I would strongly recommend checking them out, has help me no end :)
I too am on my adventure into ASP.NET and have also had similar frustrations.. However, you soon get used to it. You just need to remember, the reason you dont have the tedious HTML crafting is because the ASP.NET controls do it all for you.
To some extent you can control/tweak these things, even if it means inheriting the control and tweaking the HTML output from there.
I have had to do that in the past, where certain controls were not passing W3C validation by default by putting some extra markup here and there, so I simply overrode and edited as necessary (a fix that too literally a couple of minutes)..
I would say learn about how the controls system works.. Then knock a few together yourself, this has really helped me grok whats going on under the hood, so if I ever get any problems, I have an idea where to go.
The HTML renders with those sort of IDs because its ASP.NET's way of preventing ID collisions. Each container control, such as a Master page or Wizard control, will prepend an "ID_" on its childrens' IDs.
In the case of your bullet list, the ListView provides a nice middle ground. You can still bind it to a datasource, but it gives you much tighter control over the rendered HTML. Scott Gu has a nice intro to the ListView here:
http://weblogs.asp.net/scottgu/archive/2007/08/10/the-asp-listview-control-part-1-building-a-product-listing-page-with-clean-css-ui.aspx
If the ID's prefix added by ASP.NET is an issue for you to access them later using JS or something... you have the .ClientID property server side.
If the overhead added by ASP.NET you should consider ASP.NET MVC (still preview) where you have full control over the emitted html.
I'm moving to MVC because I don't like all that stuffs added too....

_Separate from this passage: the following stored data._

//! Queue Source over HTTP: `GET` the full pending listing.

use async_trait::async_trait;
use courier_core::config::QueueConfig;
use courier_core::error::{CourierError, Result};
use courier_core::traits::QueueSource;
use courier_core::types::QueueSnapshot;

/// Polls a JSON endpoint that lists pending messages.
pub struct HttpQueueSource {
    url: String,
    empty_marker: String,
    timeout: std::time::Duration,
    client: reqwest::Client,
}

impl HttpQueueSource {
    pub fn new(config: &QueueConfig, client: reqwest::Client) -> Self {
        Self {
            url: config.url.clone(),
            empty_marker: config.empty_marker.clone(),
            timeout: config.timeout(),
            client,
        }
    }
}

/// Interpret a queue payload.
///
/// - array → records (possibly none)
/// - `{"message": "...<marker>..."}` → empty
/// - any other object → a single record
///
/// Only the marker counts as [`QueueSnapshot::Empty`]; an empty array is a
/// listing with nothing in it.
pub fn parse_queue_payload(payload: serde_json::Value, empty_marker: &str) -> QueueSnapshot {
    match payload {
        serde_json::Value::Array(items) => QueueSnapshot::Records(items),
        serde_json::Value::Object(ref map)
            if !empty_marker.is_empty()
                && map
                    .get("message")
                    .and_then(|m| m.as_str())
                    .is_some_and(|m| m.contains(empty_marker)) =>
        {
            QueueSnapshot::Empty
        }
        serde_json::Value::Null => QueueSnapshot::Records(Vec::new()),
        other => QueueSnapshot::Records(vec![other]),
    }
}

#[async_trait]
impl QueueSource for HttpQueueSource {
    fn name(&self) -> &str {
        "http-queue"
    }

    async fn fetch(&self) -> Result<QueueSnapshot> {
        let response = self
            .client
            .get(&self.url)
            .timeout(self.timeout)
            .send()
            .await
            .map_err(|e| CourierError::SourceUnavailable(format!("Queue request failed: {e}")))?;

        if !response.status().is_success() {
            let status = response.status();
            let body = response.text().await.unwrap_or_default();
            return Err(CourierError::SourceUnavailable(format!(
                "Queue API error {status}: {body}"
            )));
        }

        let payload: serde_json::Value = response
            .json()
            .await
            .map_err(|e| CourierError::SourceUnavailable(format!("Invalid queue response: {e}")))?;

        Ok(parse_queue_payload(payload, &self.empty_marker))
    }
}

I think most of the answers here take a designer's point of view. On a small-to-medium project it might seem like an overhead to synchronize code and CSS/HTML and make them standards-compliant and clean. A designer's way to do that is to have full control over rendered HTML. But there's many ways to have that full control in ASP.NET. And for me, having the required HTML in the aspx/ascx file is the most non-scalable and dirty way to do it. If you want to style controls through CSS, you can always set a class server-side through the CssClass property. If you want to access them through JS, you can emit the JS with right IDs server-side again. The only disadvantage that this provides is that a dev and a designer have to work together closely. On any large project this is unavoidable anyway. But the advantages ASP.NET provides far outnumber these difficulties.
Still, if you want standards-compliant HTML, skinning support and other goodies to control rendered markup, you can always use thrid-party controls.
As Dave Ward has already mentioned, "it's ASP.NET's way of preventing ID collisions."
A very good example of this is if you're attempting to put a control inside of a custom control, then use that custom control in a repeater, so that custom control's HTML would be output multiple times for the page.
As others have mentioned, if you need to access the controls for javascript, use the ClientScript property which will give you access to a ClientScriptManager and register your scripts to the page this way. Be sure when writing your scripts to use the ClientID property on the control you're trying to reference instead of just typing in the control's ID.
If you want that much control over the rendered HTML, look into ASP.NET MVC instead.